*About this exercise*: Every line of the entries below that includes "WireChallenge" belongs in the answer, copied as written.

BEGIN Information shown

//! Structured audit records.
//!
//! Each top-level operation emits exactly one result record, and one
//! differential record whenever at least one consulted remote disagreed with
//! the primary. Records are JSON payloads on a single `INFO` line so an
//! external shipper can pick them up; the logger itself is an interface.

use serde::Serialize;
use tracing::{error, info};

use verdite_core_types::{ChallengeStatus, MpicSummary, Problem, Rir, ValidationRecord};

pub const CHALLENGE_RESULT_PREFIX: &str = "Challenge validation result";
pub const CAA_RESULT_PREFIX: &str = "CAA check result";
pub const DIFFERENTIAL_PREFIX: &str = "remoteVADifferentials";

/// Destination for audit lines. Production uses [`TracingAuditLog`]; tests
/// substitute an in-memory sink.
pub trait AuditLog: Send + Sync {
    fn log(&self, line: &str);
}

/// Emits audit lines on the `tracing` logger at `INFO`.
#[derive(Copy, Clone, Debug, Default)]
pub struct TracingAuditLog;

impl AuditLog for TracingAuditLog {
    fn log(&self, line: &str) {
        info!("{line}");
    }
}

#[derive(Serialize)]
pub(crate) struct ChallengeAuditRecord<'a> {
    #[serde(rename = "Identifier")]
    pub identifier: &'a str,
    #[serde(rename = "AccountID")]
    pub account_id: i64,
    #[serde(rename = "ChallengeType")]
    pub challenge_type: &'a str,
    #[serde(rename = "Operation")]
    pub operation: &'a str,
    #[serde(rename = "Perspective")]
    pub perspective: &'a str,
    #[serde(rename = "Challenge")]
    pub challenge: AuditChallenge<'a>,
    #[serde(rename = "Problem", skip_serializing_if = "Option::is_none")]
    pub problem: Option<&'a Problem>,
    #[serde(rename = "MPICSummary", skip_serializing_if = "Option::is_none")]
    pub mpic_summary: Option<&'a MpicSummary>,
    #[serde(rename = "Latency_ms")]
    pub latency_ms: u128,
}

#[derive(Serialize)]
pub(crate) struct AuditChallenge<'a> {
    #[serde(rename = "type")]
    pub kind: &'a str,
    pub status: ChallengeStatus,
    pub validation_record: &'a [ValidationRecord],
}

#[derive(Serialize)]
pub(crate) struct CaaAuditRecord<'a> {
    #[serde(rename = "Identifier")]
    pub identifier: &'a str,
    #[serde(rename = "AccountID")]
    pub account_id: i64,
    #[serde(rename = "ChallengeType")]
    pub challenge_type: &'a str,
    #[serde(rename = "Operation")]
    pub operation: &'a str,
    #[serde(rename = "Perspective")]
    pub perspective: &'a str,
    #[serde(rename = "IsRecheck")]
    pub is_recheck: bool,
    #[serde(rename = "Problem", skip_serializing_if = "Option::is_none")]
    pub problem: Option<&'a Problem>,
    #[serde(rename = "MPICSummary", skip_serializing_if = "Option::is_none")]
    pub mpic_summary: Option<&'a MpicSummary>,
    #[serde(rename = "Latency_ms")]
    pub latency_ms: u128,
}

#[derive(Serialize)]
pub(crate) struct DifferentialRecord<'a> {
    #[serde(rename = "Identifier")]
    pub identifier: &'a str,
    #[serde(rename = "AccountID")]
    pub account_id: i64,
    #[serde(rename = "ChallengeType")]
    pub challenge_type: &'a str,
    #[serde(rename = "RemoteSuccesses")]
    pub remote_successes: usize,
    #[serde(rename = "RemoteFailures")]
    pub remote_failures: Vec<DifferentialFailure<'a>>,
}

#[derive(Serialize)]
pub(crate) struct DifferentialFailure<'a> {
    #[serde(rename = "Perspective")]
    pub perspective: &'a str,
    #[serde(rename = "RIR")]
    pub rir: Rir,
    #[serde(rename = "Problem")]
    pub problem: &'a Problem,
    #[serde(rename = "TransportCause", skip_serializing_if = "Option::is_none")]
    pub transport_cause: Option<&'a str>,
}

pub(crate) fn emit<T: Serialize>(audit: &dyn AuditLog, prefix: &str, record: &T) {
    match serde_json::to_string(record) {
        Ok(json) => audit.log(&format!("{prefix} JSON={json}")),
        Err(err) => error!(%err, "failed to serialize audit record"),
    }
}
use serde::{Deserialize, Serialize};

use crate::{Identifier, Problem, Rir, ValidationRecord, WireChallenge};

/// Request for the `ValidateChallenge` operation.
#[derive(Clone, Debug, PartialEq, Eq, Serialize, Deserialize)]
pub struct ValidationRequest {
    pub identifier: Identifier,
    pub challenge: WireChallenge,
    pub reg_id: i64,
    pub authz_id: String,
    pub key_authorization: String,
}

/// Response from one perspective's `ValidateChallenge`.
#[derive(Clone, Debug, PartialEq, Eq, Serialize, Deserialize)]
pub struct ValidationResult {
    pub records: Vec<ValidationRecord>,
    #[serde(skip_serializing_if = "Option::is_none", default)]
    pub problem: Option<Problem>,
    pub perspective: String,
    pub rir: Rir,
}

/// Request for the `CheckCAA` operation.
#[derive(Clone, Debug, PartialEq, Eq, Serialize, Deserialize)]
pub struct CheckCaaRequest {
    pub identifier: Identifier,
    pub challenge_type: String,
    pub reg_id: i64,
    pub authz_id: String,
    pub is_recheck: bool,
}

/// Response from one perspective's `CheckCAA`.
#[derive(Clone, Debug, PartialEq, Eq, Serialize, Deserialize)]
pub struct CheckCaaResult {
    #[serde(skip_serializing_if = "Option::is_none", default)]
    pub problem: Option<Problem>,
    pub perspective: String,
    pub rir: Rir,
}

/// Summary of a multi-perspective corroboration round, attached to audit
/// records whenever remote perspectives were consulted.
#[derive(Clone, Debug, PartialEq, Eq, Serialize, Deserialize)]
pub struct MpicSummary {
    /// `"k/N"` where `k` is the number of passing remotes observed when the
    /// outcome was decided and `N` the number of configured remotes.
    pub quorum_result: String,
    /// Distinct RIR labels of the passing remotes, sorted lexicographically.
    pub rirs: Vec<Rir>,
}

END Information shown

*Answer to the exercise*:
use crate::{Identifier, Problem, Rir, ValidationRecord, WireChallenge};
    pub challenge: WireChallenge,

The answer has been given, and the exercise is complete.